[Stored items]
%%

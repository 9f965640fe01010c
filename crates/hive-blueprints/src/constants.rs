//! Game rule constants.
//!
//! Grouped by the subsystem that consumes them. Times are in ticks unless
//! the name says otherwise.

// ---------------------------------------------------------------------------
// Creeps and spawning
// ---------------------------------------------------------------------------

/// Ticks needed to spawn one body part.
pub const CREEP_SPAWN_TIME: u64 = 3;
/// Maximum number of body parts.
pub const MAX_CREEP_SIZE: usize = 50;
/// Lifetime of a creep without CLAIM parts.
pub const CREEP_LIFE_TIME: u64 = 1500;
/// Lifetime of a creep with CLAIM parts.
pub const CREEP_CLAIM_LIFE_TIME: u64 = 600;
/// Hit points per body part.
pub const BODYPART_HITS: i64 = 100;
/// Carry capacity per CARRY part.
pub const CARRY_CAPACITY: i64 = 50;
/// Energy-to-ticks ratio used by `renewCreep`.
pub const SPAWN_RENEW_RATIO: f64 = 1.2;
/// Ticks per body part a tombstone lasts.
pub const TOMBSTONE_DECAY_PER_PART: u64 = 5;
/// Fraction of body cost a recycled creep leaves behind, at full life.
pub const CREEP_CORPSE_RATE: f64 = 0.2;

// ---------------------------------------------------------------------------
// Harvesting
// ---------------------------------------------------------------------------

/// Energy harvested per WORK part.
pub const HARVEST_POWER: i64 = 2;
/// Mineral harvested per WORK part.
pub const HARVEST_MINERAL_POWER: i64 = 1;
/// Extractor cooldown after a mineral harvest.
pub const EXTRACTOR_COOLDOWN: u64 = 5;
/// Capacity of a source in an owned or reserved room.
pub const SOURCE_ENERGY_CAPACITY: i64 = 3000;
/// Capacity of a source in a neutral room.
pub const SOURCE_ENERGY_NEUTRAL_CAPACITY: i64 = 1500;
/// Ticks between source refills.
pub const ENERGY_REGEN_TIME: u64 = 300;

// ---------------------------------------------------------------------------
// Controller
// ---------------------------------------------------------------------------

/// Progress gained per WORK part per tick.
pub const UPGRADE_CONTROLLER_POWER: i64 = 1;
/// Upgrade cap per tick at level 8.
pub const CONTROLLER_MAX_UPGRADE_PER_TICK: i64 = 15;
/// Downgrade timer restored per upgrade point.
pub const CONTROLLER_DOWNGRADE_RESTORE: u64 = 100;
/// Hostile ticks blocked from upgrading after a downgrade attack.
pub const CONTROLLER_DOWNGRADE_SAFEMODE_THRESHOLD: u64 = 5000;
/// Safe mode duration.
pub const SAFE_MODE_DURATION: u64 = 20_000;

// ---------------------------------------------------------------------------
// Links and towers
// ---------------------------------------------------------------------------

/// Link energy capacity.
pub const LINK_CAPACITY: i64 = 800;
/// Percentage of transferred energy lost.
pub const LINK_LOSS_RATIO_PERCENT: i64 = 3;

/// Tower energy capacity.
pub const TOWER_CAPACITY: i64 = 1000;
/// Energy per tower action.
pub const TOWER_ENERGY_COST: i64 = 10;
/// Damage at optimal range.
pub const TOWER_POWER_ATTACK: i64 = 600;
/// Heal at optimal range.
pub const TOWER_POWER_HEAL: i64 = 400;
/// Repair at optimal range.
pub const TOWER_POWER_REPAIR: i64 = 800;
/// Range up to which full power applies.
pub const TOWER_OPTIMAL_RANGE: u8 = 5;
/// Range at which maximum falloff applies.
pub const TOWER_FALLOFF_RANGE: u8 = 20;
/// Falloff at maximum range, in percent of power removed.
pub const TOWER_FALLOFF_PERCENT: i64 = 75;

// ---------------------------------------------------------------------------
// Labs, nukers, power
// ---------------------------------------------------------------------------

/// Units produced per reaction.
pub const LAB_REACTION_AMOUNT: i64 = 5;
/// Maximum distance between a lab and its source labs.
pub const LAB_REACTION_RANGE: u8 = 2;
/// Lab mineral capacity.
pub const LAB_MINERAL_CAPACITY: i64 = 3000;
/// Lab energy capacity.
pub const LAB_ENERGY_CAPACITY: i64 = 2000;

/// Nuker energy requirement.
pub const NUKER_ENERGY_CAPACITY: i64 = 300_000;
/// Nuker ghodium requirement.
pub const NUKER_GHODIUM_CAPACITY: i64 = 5000;
/// Nuker cooldown.
pub const NUKER_COOLDOWN: u64 = 100_000;
/// Ticks a nuke takes to land.
pub const NUKE_LAND_TIME: u64 = 50_000;
/// Nuke range in rooms.
pub const NUKE_RANGE: u64 = 10;

/// Power spawn energy capacity.
pub const POWER_SPAWN_ENERGY_CAPACITY: i64 = 5000;
/// Power spawn power capacity.
pub const POWER_SPAWN_POWER_CAPACITY: i64 = 100;
/// Energy consumed per power unit processed.
pub const POWER_SPAWN_ENERGY_RATIO: i64 = 50;

/// Ticks a power bank lives.
pub const POWER_BANK_DECAY: u64 = 5000;

// ---------------------------------------------------------------------------
// Decay
// ---------------------------------------------------------------------------

/// Hits a road loses per decay.
pub const ROAD_DECAY_AMOUNT: i64 = 100;
/// Ticks between road decays.
pub const ROAD_DECAY_TIME: u64 = 1000;
/// Road hit points.
pub const ROAD_HITS: i64 = 5000;
/// Hits a container loses per decay.
pub const CONTAINER_DECAY: i64 = 5000;
/// Ticks between container decays in unowned rooms.
pub const CONTAINER_DECAY_TIME: u64 = 100;
/// Ticks between container decays in owned rooms.
pub const CONTAINER_DECAY_TIME_OWNED: u64 = 500;
/// Hits a rampart loses per decay.
pub const RAMPART_DECAY_AMOUNT: i64 = 300;
/// Ticks between rampart decays.
pub const RAMPART_DECAY_TIME: u64 = 100;
/// Ticks a ruin lasts.
pub const RUIN_DECAY: u64 = 500;
/// Divisor of a dropped pile's per-tick decay: `ceil(amount / 1000)`.
pub const ENERGY_DECAY: i64 = 1000;

// ---------------------------------------------------------------------------
// Market and power creeps
// ---------------------------------------------------------------------------

/// Market listing fee in basis points (5%).
pub const MARKET_FEE_BASIS_POINTS: i64 = 500;
/// Basis point denominator.
pub const BASIS_POINTS: i64 = 10_000;
/// Milli-credits per credit.
pub const MILLIS_PER_CREDIT: i64 = 1000;
/// Maximum active orders per user.
pub const MARKET_MAX_ORDERS: usize = 300;

/// Delay before a power creep deletion takes effect, in milliseconds.
pub const POWER_CREEP_DELETE_COOLDOWN_MS: i64 = 86_400_000;
/// Maximum power creep level.
pub const POWER_CREEP_MAX_LEVEL: u32 = 25;
/// Maximum power creep name length.
pub const POWER_CREEP_NAME_MAX_LENGTH: usize = 50;
/// Power needed for the first global power level. Level `n` needs
/// `n^2` times this amount.
pub const POWER_LEVEL_MULTIPLY: i64 = 1000;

%%

=== ABOUT THIS EXERCISE ===
Write out the data again in full. Match it exactly.

=== YOUR SOLUTION ===
repository 9f965640fe01010c
filename crates/hive-blueprints/src/constants.rs
//! Game rule constants.
//!
//! Grouped by the subsystem that consumes them. Times are in ticks unless
//! the name says otherwise.

// ---------------------------------------------------------------------------
// Creeps and spawning
// ---------------------------------------------------------------------------

/// Ticks needed to spawn one body part.
pub const CREEP_SPAWN_TIME: u64 = 3;
/// Maximum number of body parts.
pub const MAX_CREEP_SIZE: usize = 50;
/// Lifetime of a creep without CLAIM parts.
pub const CREEP_LIFE_TIME: u64 = 1500;
/// Lifetime of a creep with CLAIM parts.
pub const CREEP_CLAIM_LIFE_TIME: u64 = 600;
/// Hit points per body part.
pub const BODYPART_HITS: i64 = 100;
/// Carry capacity per CARRY part.
pub const CARRY_CAPACITY: i64 = 50;
/// Energy-to-ticks ratio used by `renewCreep`.
pub const SPAWN_RENEW_RATIO: f64 = 1.2;
/// Ticks per body part a tombstone lasts.
pub const TOMBSTONE_DECAY_PER_PART: u64 = 5;
/// Fraction of body cost a recycled creep leaves behind, at full life.
pub const CREEP_CORPSE_RATE: f64 = 0.2;

// ---------------------------------------------------------------------------
// Harvesting
// ---------------------------------------------------------------------------

/// Energy harvested per WORK part.
pub const HARVEST_POWER: i64 = 2;
/// Mineral harvested per WORK part.
pub const HARVEST_MINERAL_POWER: i64 = 1;
/// Extractor cooldown after a mineral harvest.
pub const EXTRACTOR_COOLDOWN: u64 = 5;
/// Capacity of a source in an owned or reserved room.
pub const SOURCE_ENERGY_CAPACITY: i64 = 3000;
/// Capacity of a source in a neutral room.
pub const SOURCE_ENERGY_NEUTRAL_CAPACITY: i64 = 1500;
/// Ticks between source refills.
pub const ENERGY_REGEN_TIME: u64 = 300;

// ---------------------------------------------------------------------------
// Controller
// ---------------------------------------------------------------------------

/// Progress gained per WORK part per tick.
pub const UPGRADE_CONTROLLER_POWER: i64 = 1;
/// Upgrade cap per tick at level 8.
pub const CONTROLLER_MAX_UPGRADE_PER_TICK: i64 = 15;
/// Downgrade timer restored per upgrade point.
pub const CONTROLLER_DOWNGRADE_RESTORE: u64 = 100;
/// Hostile ticks blocked from upgrading after a downgrade attack.
pub const CONTROLLER_DOWNGRADE_SAFEMODE_THRESHOLD: u64 = 5000;
/// Safe mode duration.
pub const SAFE_MODE_DURATION: u64 = 20_000;

// ---------------------------------------------------------------------------
// Links and towers
// ---------------------------------------------------------------------------

/// Link energy capacity.
pub const LINK_CAPACITY: i64 = 800;
/// Percentage of transferred energy lost.
pub const LINK_LOSS_RATIO_PERCENT: i64 = 3;

/// Tower energy capacity.
pub const TOWER_CAPACITY: i64 = 1000;
/// Energy per tower action.
pub const TOWER_ENERGY_COST: i64 = 10;
/// Damage at optimal range.
pub const TOWER_POWER_ATTACK: i64 = 600;
/// Heal at optimal range.
pub const TOWER_POWER_HEAL: i64 = 400;
/// Repair at optimal range.
pub const TOWER_POWER_REPAIR: i64 = 800;
/// Range up to which full power applies.
pub const TOWER_OPTIMAL_RANGE: u8 = 5;
/// Range at which maximum falloff applies.
pub const TOWER_FALLOFF_RANGE: u8 = 20;
/// Falloff at maximum range, in percent of power removed.
pub const TOWER_FALLOFF_PERCENT: i64 = 75;

// ---------------------------------------------------------------------------
// Labs, nukers, power
// ---------------------------------------------------------------------------

/// Units produced per reaction.
pub const LAB_REACTION_AMOUNT: i64 = 5;
/// Maximum distance between a lab and its source labs.
pub const LAB_REACTION_RANGE: u8 = 2;
/// Lab mineral capacity.
pub const LAB_MINERAL_CAPACITY: i64 = 3000;
/// Lab energy capacity.
pub const LAB_ENERGY_CAPACITY: i64 = 2000;

/// Nuker energy requirement.
pub const NUKER_ENERGY_CAPACITY: i64 = 300_000;
/// Nuker ghodium requirement.
pub const NUKER_GHODIUM_CAPACITY: i64 = 5000;
/// Nuker cooldown.
pub const NUKER_COOLDOWN: u64 = 100_000;
/// Ticks a nuke takes to land.
pub const NUKE_LAND_TIME: u64 = 50_000;
/// Nuke range in rooms.
pub const NUKE_RANGE: u64 = 10;

/// Power spawn energy capacity.
pub const POWER_SPAWN_ENERGY_CAPACITY: i64 = 5000;
/// Power spawn power capacity.
pub const POWER_SPAWN_POWER_CAPACITY: i64 = 100;
/// Energy consumed per power unit processed.
pub const POWER_SPAWN_ENERGY_RATIO: i64 = 50;

/// Ticks a power bank lives.
pub const POWER_BANK_DECAY: u64 = 5000;

// ---------------------------------------------------------------------------
// Decay
// ---------------------------------------------------------------------------

/// Hits a road loses per decay.
pub const ROAD_DECAY_AMOUNT: i64 = 100;
/// Ticks between road decays.
pub const ROAD_DECAY_TIME: u64 = 1000;
/// Road hit points.
pub const ROAD_HITS: i64 = 5000;
/// Hits a container loses per decay.
pub const CONTAINER_DECAY: i64 = 5000;
/// Ticks between container decays in unowned rooms.
pub const CONTAINER_DECAY_TIME: u64 = 100;
/// Ticks between container decays in owned rooms.
pub const CONTAINER_DECAY_TIME_OWNED: u64 = 500;
/// Hits a rampart loses per decay.
pub const RAMPART_DECAY_AMOUNT: i64 = 300;
/// Ticks between rampart decays.
pub const RAMPART_DECAY_TIME: u64 = 100;
/// Ticks a ruin lasts.
pub const RUIN_DECAY: u64 = 500;
/// Divisor of a dropped pile's per-tick decay: `ceil(amount / 1000)`.
pub const ENERGY_DECAY: i64 = 1000;

// ---------------------------------------------------------------------------
// Market and power creeps
// ---------------------------------------------------------------------------

/// Market listing fee in basis points (5%).
pub const MARKET_FEE_BASIS_POINTS: i64 = 500;
/// Basis point denominator.
pub const BASIS_POINTS: i64 = 10_000;
/// Milli-credits per credit.
pub const MILLIS_PER_CREDIT: i64 = 1000;
/// Maximum active orders per user.
pub const MARKET_MAX_ORDERS: usize = 300;

/// Delay before a power creep deletion takes effect, in milliseconds.
pub const POWER_CREEP_DELETE_COOLDOWN_MS: i64 = 86_400_000;
/// Maximum power creep level.
pub const POWER_CREEP_MAX_LEVEL: u32 = 25;
/// Maximum power creep name length.
pub const POWER_CREEP_NAME_MAX_LENGTH: usize = 50;
/// Power needed for the first global power level. Level `n` needs
/// `n^2` times this amount.
pub const POWER_LEVEL_MULTIPLY: i64 = 1000;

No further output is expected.